Krisis dan Kelas

ANALISA EKONOMI POLITIK
Anto Sangaji
Mahasiswa Doktoral di York University, Kanada


JURNAL Socialist Register edisi 2011, memilih judul “The Crisis This Time”, menanggapi krisis kapitalisme yang meledak di Amerika Serikat (AS) tahun 2007 dan efek bola saljunya ke belahan dunia lain hingga sekarang.1 Leo Panitch dan Sam Gindin,2 dalam pengantar untuk jurnal itu membawa pembaca mengingat peristiwa lebih 150 tahun lalu di New York. Saat itu, bangkrutnya “Ohio Life Insurance Company” menjadi pemicu “Krisis Besar 1857-8.”

Ketika itu, seperti diingatkan Panitch dan Gindin, Karl Marx berusaha mengerti krisis tersebut dan tiba pada kesimpulan bahwa pemulihan krisis kemungkinan akan dilakukan melalui konsolidasi kapital.
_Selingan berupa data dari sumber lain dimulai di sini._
//! # Daedalus
//!
//! Per-operation request pipelines for OpenAPI services.
//!
//! Each operation declared in an OpenAPI document gets a fixed chain of
//! stages built once at startup: security checks, parameter and body
//! validation with type coercion, then response shaping around the handler.
//! Routing is left to the host; Daedalus is handed the operation name and
//! the already-matched path parameters.
//!
//! ## Quick start
//!
//! ```rust,ignore
//! use daedalus::prelude::*;
//! use serde_json::json;
//!
//! let document: serde_json::Value = serde_json::from_str(OPENAPI)?;
//! let operations = OperationRegistry::new(document)
//!     .register_openapi(
//!         Method::GET,
//!         "/pets/{id}",
//!         [ArgumentBinding::parameter("id")],
//!         handler_fn(|_ctx, args| {
//!             let id = args.get(0).cloned();
//!             Box::pin(async move { Ok(Outcome::Json(json!({ "id": id }))) })
//!         }),
//!     )
//!     .build(&DaedalusConfig::production())?;
//!
//! let response = operations.dispatch("getPet", request, path_params).await?;
//! ```
//!
//! ## Pipeline
//!
//! ```text
//! Request → Security → Parameters → Body → JSON responder → Handler-result responder
//!                                                              → custom middleware → Handler
//! ```

#![doc(html_root_url = "https://docs.rs/daedalus/0.1.0")]
#![warn(missing_docs)]
#![forbid(unsafe_code)]

mod registry;

pub use registry::{OperationRegistry, Operations};

pub use daedalus_config as config;
pub use daedalus_core as core;
pub use daedalus_middleware as middleware;
pub use daedalus_schema as schema;
pub use daedalus_telemetry as telemetry;

/// Common imports.
///
/// ```rust,ignore
/// use daedalus::prelude::*;
/// ```
pub mod prelude {
    pub use crate::registry::{OperationRegistry, Operations};

    pub use daedalus_config::{ConfigLoader, DaedalusConfig};
    pub use daedalus_core::{
        handler_fn, Arguments, ArgumentBinding, BuildError, HandlerResult, OperationHandler,
        OperationSpec, Outcome, ParameterLocation, ParameterSpec, PathParams, PipelineError,
        PipelineResult, Request, RequestBodySpec, RequestContext, Response, SetCookie,
    };
    pub use daedalus_middleware::{security_fn, FnMiddleware, Middleware, Next, ResponseExt};
    pub use http::{Method, StatusCode};
}
//! # Daedalus Schema
//!
//! Compiles the JSON Schemas found in an OpenAPI document into reusable
//! [`ValueProcessor`]s.
//!
//! Validation is done by [`jsonschema`] against the schema rewritten to
//! JSON Schema 2020-12, with the OpenAPI 3.0 forms (`nullable`, boolean
//! `exclusiveMinimum`) translated. A processor validates a value and
//! returns it possibly transformed:
//! with type coercion enabled, the query string `"42"` comes back as the
//! number `42` when the schema says `integer`; with defaults enabled,
//! missing object properties are filled from their `default`.
//!
//! ```
//! use daedalus_schema::{CompileSchema, CompilerOptions, SchemaCompiler};
//! use serde_json::json;
//!
//! let document = json!({
//!     "components": {"schemas": {"Id": {"type": "integer", "minimum": 1}}}
//! });
//! let compiler = SchemaCompiler::new(CompilerOptions::default());
//! let processor = compiler
//!     .compile(&json!({"$ref": "#/components/schemas/Id"}), &document)
//!     .unwrap();
//!
//! assert_eq!(processor.process(json!("42")).unwrap(), json!(42));
//! assert!(processor.process(json!("0")).is_err());
//! ```

#![doc(html_root_url = "https://docs.rs/daedalus-schema/0.1.0")]
#![warn(missing_docs)]
#![forbid(unsafe_code)]

mod coercion;
mod compiler;
mod error;
mod normalize;
mod processor;
pub mod resolver;
mod validation;

pub use compiler::{CompileSchema, CompiledSchema, CompilerOptions, SchemaCompiler};
pub use error::{ProcessError, SchemaError, ValidationFailure, ValidationIssue};
pub use processor::ValueProcessor;
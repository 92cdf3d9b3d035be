//! Test response wrapper.

use crate::error::TestError;
use bytes::Bytes;
use daedalus_core::Response;
use http::{header, HeaderMap, HeaderValue, StatusCode};
use http_body_util::BodyExt;
use serde::de::DeserializeOwned;

/// A fully-read response with helpers for assertions.
#[derive(Debug, Clone)]
pub struct TestResponse {
    status: StatusCode,
    headers: HeaderMap,
    body: Bytes,
}

impl TestResponse {
    /// Reads a pipeline response into memory.
    pub async fn from_response(response: Response) -> Self {
        let (parts, body) = response.into_parts();
        let body = match body.collect().await {
            Ok(collected) => collected.to_bytes(),
            Err(never) => match never {},
        };
        Self {
            status: parts.status,
            headers: parts.headers,
            body,
        }
    }

    /// Returns the status code.
    #[must_use]
    pub fn status(&self) -> StatusCode {
        self.status
    }

    /// Returns the status code as a u16.
    #[must_use]
    pub fn status_code(&self) -> u16 {
        self.status.as_u16()
    }

    /// Returns the headers.
    #[must_use]
    pub fn headers(&self) -> &HeaderMap {
        &self.headers
    }

    /// Gets a header value by name.
    #[must_use]
    pub fn header(&self, name: impl AsRef<str>) -> Option<&HeaderValue> {
        self.headers.get(name.as_ref())
    }

    /// Gets a header value as a string.
    #[must_use]
    pub fn header_str(&self, name: impl AsRef<str>) -> Option<&str> {
        self.header(name).and_then(|v| v.to_str().ok())
    }

    /// Returns the Content-Type header value.
    #[must_use]
    pub fn content_type(&self) -> Option<&str> {
        self.header_str(header::CONTENT_TYPE.as_str())
    }

    /// Returns the raw body.
    #[must_use]
    pub fn body(&self) -> &Bytes {
        &self.body
    }

    /// Returns true when the body has no bytes.
    #[must_use]
    pub fn is_empty(&self) -> bool {
        self.body.is_empty()
    }

    /// Returns the body as a string.
    pub fn text(&self) -> Result<String, TestError> {
        String::from_utf8(self.body.to_vec())
            .map_err(|e| TestError::BodyRead(format!("Invalid UTF-8: {e}")))
    }

    /// Deserializes the body as JSON.
    pub fn json<T: DeserializeOwned>(&self) -> Result<T, TestError> {
        Ok(serde_json::from_slice(&self.body)?)
    }

    /// Returns the `error.message` of a JSON error envelope.
    #[must_use]
    pub fn error_message(&self) -> Option<String> {
        let value: serde_json::Value = self.json().ok()?;
        value
            .pointer("/error/message")
            .and_then(serde_json::Value::as_str)
            .map(str::to_owned)
    }

    /// Asserts the status code, printing the body on mismatch.
    ///
    /// # Panics
    ///
    /// Panics when the status differs.
    #[track_caller]
    pub fn assert_status(&self, expected: impl Into<StatusCode>) -> &Self {
        let expected = expected.into();
        assert_eq!(
            self.status,
            expected,
            "unexpected status, body: {}",
            String::from_utf8_lossy(&self.body)
        );
        self
    }
}

#[cfg(test)]
mod tests {
    use super::*;
    use http_body_util::Full;
    use serde_json::json;

    fn response(status: u16, body: &'static str) -> Response {
        http::Response::builder()
            .status(status)
            .header("content-type", "application/json")
            .body(Full::new(Bytes::from_static(body.as_bytes())))
            .unwrap()
    }

    #[tokio::test]
    async fn test_reads_status_headers_and_body() {
        let res = TestResponse::from_response(response(201, r#"{"id":1}"#)).await;
        assert_eq!(res.status(), StatusCode::CREATED);
        assert_eq!(res.status_code(), 201);
        assert_eq!(res.content_type(), Some("application/json"));
        assert_eq!(res.json::<serde_json::Value>().unwrap(), json!({"id": 1}));
        assert_eq!(res.text().unwrap(), r#"{"id":1}"#);
    }

    #[tokio::test]
    async fn test_error_message() {
        let body = r#"{"error":{"code":"BAD_REQUEST","message":"nope","category":"bad_request"}}"#;
        let res = TestResponse::from_response(response(400, body)).await;
        res.assert_status(StatusCode::BAD_REQUEST);
        assert_eq!(res.error_message().as_deref(), Some("nope"));
    }

    #[tokio::test]
    async fn test_empty_body() {
        let res = TestResponse::from_response(response(204, "")).await;
        assert!(res.is_empty());
        assert!(res.json::<serde_json::Value>().is_err());
        assert!(res.error_message().is_none());
    }
}
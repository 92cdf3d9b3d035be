//! Configuration error types.

use std::path::PathBuf;
use thiserror::Error;

/// Errors that can occur while loading configuration.
#[derive(Error, Debug)]
pub enum ConfigError {
    /// Configuration file not found.
    #[error("configuration file not found: {path}")]
    FileNotFound {
        /// Path to the missing file.
        path: PathBuf,
    },

    /// Failed to read configuration file.
    #[error("failed to read configuration file: {path}")]
    ReadError {
        /// Path to the file.
        path: PathBuf,
        /// Underlying error.
        #[source]
        source: std::io::Error,
    },

    /// TOML parsing error, including unknown fields.
    #[error("failed to parse TOML configuration: {0}")]
    TomlError(#[from] toml::de::Error),

    /// JSON parsing error, including unknown fields.
    #[error("failed to parse JSON configuration: {0}")]
    JsonError(#[from] serde_json::Error),

    /// Unsupported file extension or format name.
    #[error("unsupported configuration format: {0}")]
    UnsupportedFormat(String),

    /// Invalid configuration value.
    #[error("invalid configuration value for {field}: {reason}")]
    InvalidValue {
        /// The field with the invalid value.
        field: String,
        /// Explanation of why the value is invalid.
        reason: String,
    },

    /// Environment variable parsing error.
    #[error("failed to parse environment variable {var}: {reason}")]
    EnvParseError {
        /// The environment variable name.
        var: String,
        /// Explanation of the parsing error.
        reason: String,
    },

    /// A `.env` file exists but could not be loaded.
    #[error("failed to load .env file: {0}")]
    Dotenv(String),
}

impl ConfigError {
    /// Create a new file not found error.
    pub fn file_not_found(path: impl Into<PathBuf>) -> Self {
        Self::FileNotFound { path: path.into() }
    }

    /// Create a new read error.
    pub fn read_error(path: impl Into<PathBuf>, source: std::io::Error) -> Self {
        Self::ReadError {
            path: path.into(),
            source,
        }
    }

    /// Create a new invalid value error.
    pub fn invalid_value(field: impl Into<String>, reason: impl Into<String>) -> Self {
        Self::InvalidValue {
            field: field.into(),
            reason: reason.into(),
        }
    }

    /// Create a new environment variable parse error.
    pub fn env_parse_error(var: impl Into<String>, reason: impl Into<String>) -> Self {
        Self::EnvParseError {
            var: var.into(),
            reason: reason.into(),
        }
    }
}

#[cfg(test)]
mod tests {
    use super::*;

    #[test]
    fn test_file_not_found_error() {
        let err = ConfigError::file_not_found("/path/to/daedalus.toml");
        assert!(err.to_string().contains("/path/to/daedalus.toml"));
    }

    #[test]
    fn test_invalid_value_error() {
        let err = ConfigError::invalid_value("logging.level", "empty filter");
        assert_eq!(
            err.to_string(),
            "invalid configuration value for logging.level: empty filter"
        );
    }

    #[test]
    fn test_env_parse_error() {
        let err = ConfigError::env_parse_error("DAEDALUS__SCHEMA__COERCE_TYPES", "expected boolean");
        assert!(err.to_string().contains("DAEDALUS__SCHEMA__COERCE_TYPES"));
        assert!(err.to_string().contains("expected boolean"));
    }
}
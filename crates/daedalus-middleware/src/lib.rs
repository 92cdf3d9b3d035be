//! # Daedalus Middleware
//!
//! The per-operation request pipeline.
//!
//! Each operation gets its own [`OperationPipeline`], assembled once at
//! startup from the operation's OpenAPI description. Schemas are resolved and
//! compiled while building, so a broken document fails startup rather than
//! requests.
//!
//! ## Pipeline Stages
//!
//! ```text
//! Request → Security → Parameters → Body → JsonResponse → HandlerResult → [custom] → Handler
//!                                               ↑               ↑                      ↓
//!                                               └───────────────┴──── outcome ─────────┘
//! ```
//!
//! | Stage | Middleware     | Purpose                                           |
//! |-------|----------------|---------------------------------------------------|
//! | 1     | Security       | `401` unless a security requirement is satisfied  |
//! | 2     | Parameters     | Validate and coerce path/query/header/cookie      |
//! | 3     | Body           | Pick a schema by `Content-Type`, validate, coerce |
//! | 4     | JSON response  | Write plain JSON results as `200`                 |
//! | 5     | Handler result | Apply explicit [`HandlerResult`](daedalus_core::HandlerResult)s |
//! | 6     | Invocation     | Resolve argument bindings, call the handler       |
//!
//! Any stage may short-circuit by returning without running the rest of the
//! chain. Client errors (`400`, `401`, `404`) come back as
//! [`PipelineError`](daedalus_core::PipelineError)s for the caller to render;
//! contract violations are fatal.
//!
//! ## Example
//!
//! ```
//! use daedalus_middleware::pipeline::Stage;
//!
//! let stages = Stage::all();
//! assert_eq!(stages.len(), 6);
//! assert_eq!(stages[0].name(), "security");
//! assert_eq!(stages[5].name(), "invocation");
//! ```

#![doc(html_root_url = "https://docs.rs/daedalus-middleware/0.1.0")]
#![warn(missing_docs)]
#![forbid(unsafe_code)]

pub mod middleware;
pub mod pipeline;
pub mod stages;
pub mod types;

pub use middleware::{BoxedMiddleware, FnMiddleware, Middleware, Next, StepResult};
pub use pipeline::{FactoryContext, OperationPipeline, PipelineOptions, Stage};
pub use stages::{security_fn, FnSecurityScheme, SecuritySchemeHandler};
pub use types::{Request, Response, ResponseExt};
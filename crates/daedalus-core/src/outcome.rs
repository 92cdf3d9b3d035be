//! Handler outcomes.

use crate::response::HandlerResult;
use serde::Serialize;
use serde_json::Value;
use std::any::Any;
use std::fmt;

/// What a handler (or a stage further down the chain) hands back.
///
/// Response-shaping stages consume the variants they understand and return
/// [`Outcome::Nothing`] once the response has been written.
pub enum Outcome {
    /// Nothing to send; the response was written directly or is empty.
    Nothing,
    /// A JSON value to send with status 200.
    Json(Value),
    /// A full response description.
    Shaped(HandlerResult),
    /// Anything else; only a custom stage can turn this into a response.
    Other(Box<dyn Any + Send>),
}

impl Outcome {
    /// Serializes a value into a JSON outcome.
    pub fn json<T: Serialize + ?Sized>(value: &T) -> Result<Self, serde_json::Error> {
        serde_json::to_value(value).map(Self::Json)
    }

    /// Wraps an arbitrary value.
    #[must_use]
    pub fn other<T: Any + Send>(value: T) -> Self {
        Self::Other(Box::new(value))
    }

    /// Returns `true` for [`Outcome::Nothing`].
    #[must_use]
    pub const fn is_nothing(&self) -> bool {
        matches!(self, Self::Nothing)
    }

    /// Short name for logs.
    #[must_use]
    pub const fn kind(&self) -> &'static str {
        match self {
            Self::Nothing => "nothing",
            Self::Json(_) => "json",
            Self::Shaped(_) => "handler_result",
            Self::Other(_) => "other",
        }
    }

    /// Takes the value out of [`Outcome::Other`] if it has type `T`.
    pub fn downcast_other<T: Any>(self) -> Result<T, Self> {
        match self {
            Self::Other(boxed) => match boxed.downcast::<T>() {
                Ok(value) => Ok(*value),
                Err(boxed) => Err(Self::Other(boxed)),
            },
            other => Err(other),
        }
    }
}

impl fmt::Debug for Outcome {
    fn fmt(&self, f: &mut fmt::Formatter<'_>) -> fmt::Result {
        match self {
            Self::Nothing => f.write_str("Nothing"),
            Self::Json(value) => f.debug_tuple("Json").field(value).finish(),
            Self::Shaped(result) => f.debug_tuple("Shaped").field(result).finish(),
            Self::Other(_) => f.write_str("Other(..)"),
        }
    }
}

impl From<()> for Outcome {
    fn from((): ()) -> Self {
        Self::Nothing
    }
}

impl From<Value> for Outcome {
    fn from(value: Value) -> Self {
        Self::Json(value)
    }
}

impl From<HandlerResult> for Outcome {
    fn from(result: HandlerResult) -> Self {
        Self::Shaped(result)
    }
}

#[cfg(test)]
mod tests {
    use super::*;
    use serde_json::json;

    #[derive(Serialize)]
    struct User {
        id: u32,
    }

    #[test]
    fn test_json_from_serializable() {
        let outcome = Outcome::json(&User { id: 7 }).unwrap();
        match outcome {
            Outcome::Json(value) => assert_eq!(value, json!({"id": 7})),
            other => panic!("unexpected outcome {other:?}"),
        }
    }

    #[test]
    fn test_downcast_other() {
        let outcome = Outcome::other(42_u8);
        assert_eq!(outcome.kind(), "other");
        let outcome = outcome.downcast_other::<String>().unwrap_err();
        assert_eq!(outcome.downcast_other::<u8>().unwrap(), 42);
    }

    #[test]
    fn test_conversions() {
        assert!(Outcome::from(()).is_nothing());
        assert_eq!(Outcome::from(json!(1)).kind(), "json");
        assert_eq!(Outcome::from(HandlerResult::new()).kind(), "handler_result");
    }
}
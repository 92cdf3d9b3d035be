//! Telemetry error types.

use thiserror::Error;

/// Errors that can occur while initialising telemetry.
#[derive(Debug, Error)]
pub enum TelemetryError {
    /// Failed to install the metrics recorder.
    #[error("Failed to initialize metrics: {0}")]
    MetricsInit(String),

    /// Failed to install the log subscriber.
    #[error("Failed to initialize logging: {0}")]
    LoggingInit(String),

    /// The configuration is unusable.
    #[error("Invalid configuration: {0}")]
    InvalidConfig(String),
}
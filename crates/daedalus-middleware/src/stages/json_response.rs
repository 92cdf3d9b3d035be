//! Default response shaping: plain JSON values become `200 application/json`.

use crate::middleware::{Middleware, Next, StepResult};
use daedalus_core::{BoxFuture, Outcome, PipelineError, RequestContext};
use http::header::{HeaderValue, ACCEPT, CONTENT_TYPE};
use http::StatusCode;
use tracing::debug;

/// Stage 4: writes [`Outcome::Json`] values to the response.
///
/// Runs outside [`HandlerResultStage`](super::HandlerResultStage), so a
/// handler result has already been applied (and turned into
/// [`Outcome::Nothing`]) by the time this stage looks at the outcome.
pub struct JsonResponseStage {
    operation: String,
}

impl JsonResponseStage {
    /// Creates the stage for the named operation.
    pub fn new(operation: impl Into<String>) -> Self {
        Self {
            operation: operation.into(),
        }
    }

    fn write(&self, ctx: &mut RequestContext, outcome: Outcome) -> StepResult {
        if outcome.is_nothing() {
            return Ok(Outcome::Nothing);
        }
        if ctx.response().is_closed() {
            debug!(kind = outcome.kind(), "connection closed, discarding result");
            return Ok(Outcome::Nothing);
        }
        if ctx.response().headers_sent() {
            return Err(PipelineError::contract_violation(
                &self.operation,
                format!(
                    "Operation {} handler returned a result but the request has already sent its headers.",
                    self.operation
                ),
            ));
        }

        match outcome {
            Outcome::Json(value) => {
                let response = ctx.response_mut();
                response.set_status(StatusCode::OK);
                response.set_header(CONTENT_TYPE, HeaderValue::from_static("application/json"));
                response.json(&value);
                Ok(Outcome::Nothing)
            }
            other => {
                debug!(kind = other.kind(), "result is not JSON");
                Err(PipelineError::contract_violation(
                    &self.operation,
                    format!(
                        "Operation {} handler returned a result that is not JSON serializable.  Are you missing a handler middleware for the response type {}?",
                        self.operation,
                        ctx.header(ACCEPT.as_str()).unwrap_or("*/*")
                    ),
                ))
            }
        }
    }
}

impl Middleware for JsonResponseStage {
    fn name(&self) -> &'static str {
        "json_response"
    }

    fn process<'a>(
        &'a self,
        ctx: &'a mut RequestContext,
        next: Next<'a>,
    ) -> BoxFuture<'a, StepResult> {
        Box::pin(async move {
            let outcome = next.run(ctx).await?;
            self.write(ctx, outcome)
        })
    }
}

#[cfg(test)]
mod tests {
    use super::*;
    use crate::stages::testing::{empty_context, returning};
    use crate::stages::HandlerInvocation;
    use daedalus_core::{handler_fn, HandlerResult, OperationSpec};
    use http::Method;
    use serde_json::json;
    use std::sync::Arc;

    fn operation() -> OperationSpec {
        OperationSpec::builder(Method::GET, "/status")
            .operation_id("getStatus")
            .build()
    }

    async fn run(terminal: &HandlerInvocation) -> (StepResult, RequestContext) {
        let stage = JsonResponseStage::new("getStatus");
        let mut ctx = empty_context(operation());
        let result = stage.process(&mut ctx, Next::chain(&[], terminal)).await;
        (result, ctx)
    }

    #[tokio::test]
    async fn test_json_value_is_written() {
        let terminal = returning(|| Ok(Outcome::Json(json!({"ok": true}))));
        let (result, ctx) = run(&terminal).await;

        assert!(result.unwrap().is_nothing());
        assert_eq!(ctx.response().status(), StatusCode::OK);
        assert_eq!(ctx.response().header("content-type"), Some("application/json"));
        assert_eq!(ctx.response().body().as_ref(), br#"{"ok":true}"#);
    }

    #[tokio::test]
    async fn test_null_is_json() {
        let terminal = returning(|| Ok(Outcome::Json(serde_json::Value::Null)));
        let (result, ctx) = run(&terminal).await;
        result.unwrap();
        assert_eq!(ctx.response().body().as_ref(), b"null");
    }

    #[tokio::test]
    async fn test_nothing_leaves_response_alone() {
        let terminal = returning(|| Ok(Outcome::Nothing));
        let (result, ctx) = run(&terminal).await;
        result.unwrap();
        assert!(!ctx.response().headers_sent());
        assert!(ctx.response().body().is_empty());
    }

    #[tokio::test]
    async fn test_non_json_outcome_is_a_contract_violation() {
        let terminal = returning(|| Ok(Outcome::other(std::time::Duration::from_secs(1))));
        let (result, _) = run(&terminal).await;
        let err = result.unwrap_err();
        assert!(err.is_fatal());
        assert_eq!(
            err.to_string(),
            "Operation getStatus handler returned a result that is not JSON serializable.  Are you missing a handler middleware for the response type */*?"
        );
    }

    #[tokio::test]
    async fn test_unapplied_handler_result_is_not_json() {
        let terminal = returning(|| Ok(Outcome::Shaped(HandlerResult::new())));
        let (result, _) = run(&terminal).await;
        assert!(result.unwrap_err().is_fatal());
    }

    #[tokio::test]
    async fn test_result_after_headers_sent() {
        let terminal = HandlerInvocation::unbound(Arc::new(handler_fn(|ctx, _args| {
            ctx.response_mut().send("already written");
            Box::pin(async { Ok(Outcome::Json(json!(1))) })
        })));
        let (result, ctx) = run(&terminal).await;
        let err = result.unwrap_err();
        assert!(err.is_fatal());
        assert_eq!(
            err.to_string(),
            "Operation getStatus handler returned a result but the request has already sent its headers."
        );
        assert_eq!(ctx.response().body().as_ref(), b"already written");
    }

    #[tokio::test]
    async fn test_closed_connection_discards_result() {
        let terminal = HandlerInvocation::unbound(Arc::new(handler_fn(|ctx, _args| {
            ctx.response_mut().close();
            Box::pin(async { Ok(Outcome::Json(json!(1))) })
        })));
        let (result, ctx) = run(&terminal).await;
        assert!(result.unwrap().is_nothing());
        assert!(ctx.response().body().is_empty());
    }

    #[tokio::test]
    async fn test_errors_pass_through() {
        let terminal = returning(|| Err(PipelineError::bad_request("nope")));
        let (result, _) = run(&terminal).await;
        assert!(matches!(result, Err(PipelineError::BadRequest { .. })));
    }
}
Di antaranya dengan ekspor kapital dari Eropa ke wilayah-wilayah koloni, khususnya dalam kasus ini adalah industri-industri Inggris yang merajai akumulasi kapital secara global saat itu. Langkah ini memungkinkan akumulasi kapital kembali ke jalannya, tetapi dalam waktu yang sama akan kembali menciptakan kontradiksi dalam sistem ini. Krisis akan datang lagi.3 Marx benar, hanya dalam beberapa dekade setelah kematiannya krisis berulang, pada 1890an, 1907, dan akhir 1920an/1930an.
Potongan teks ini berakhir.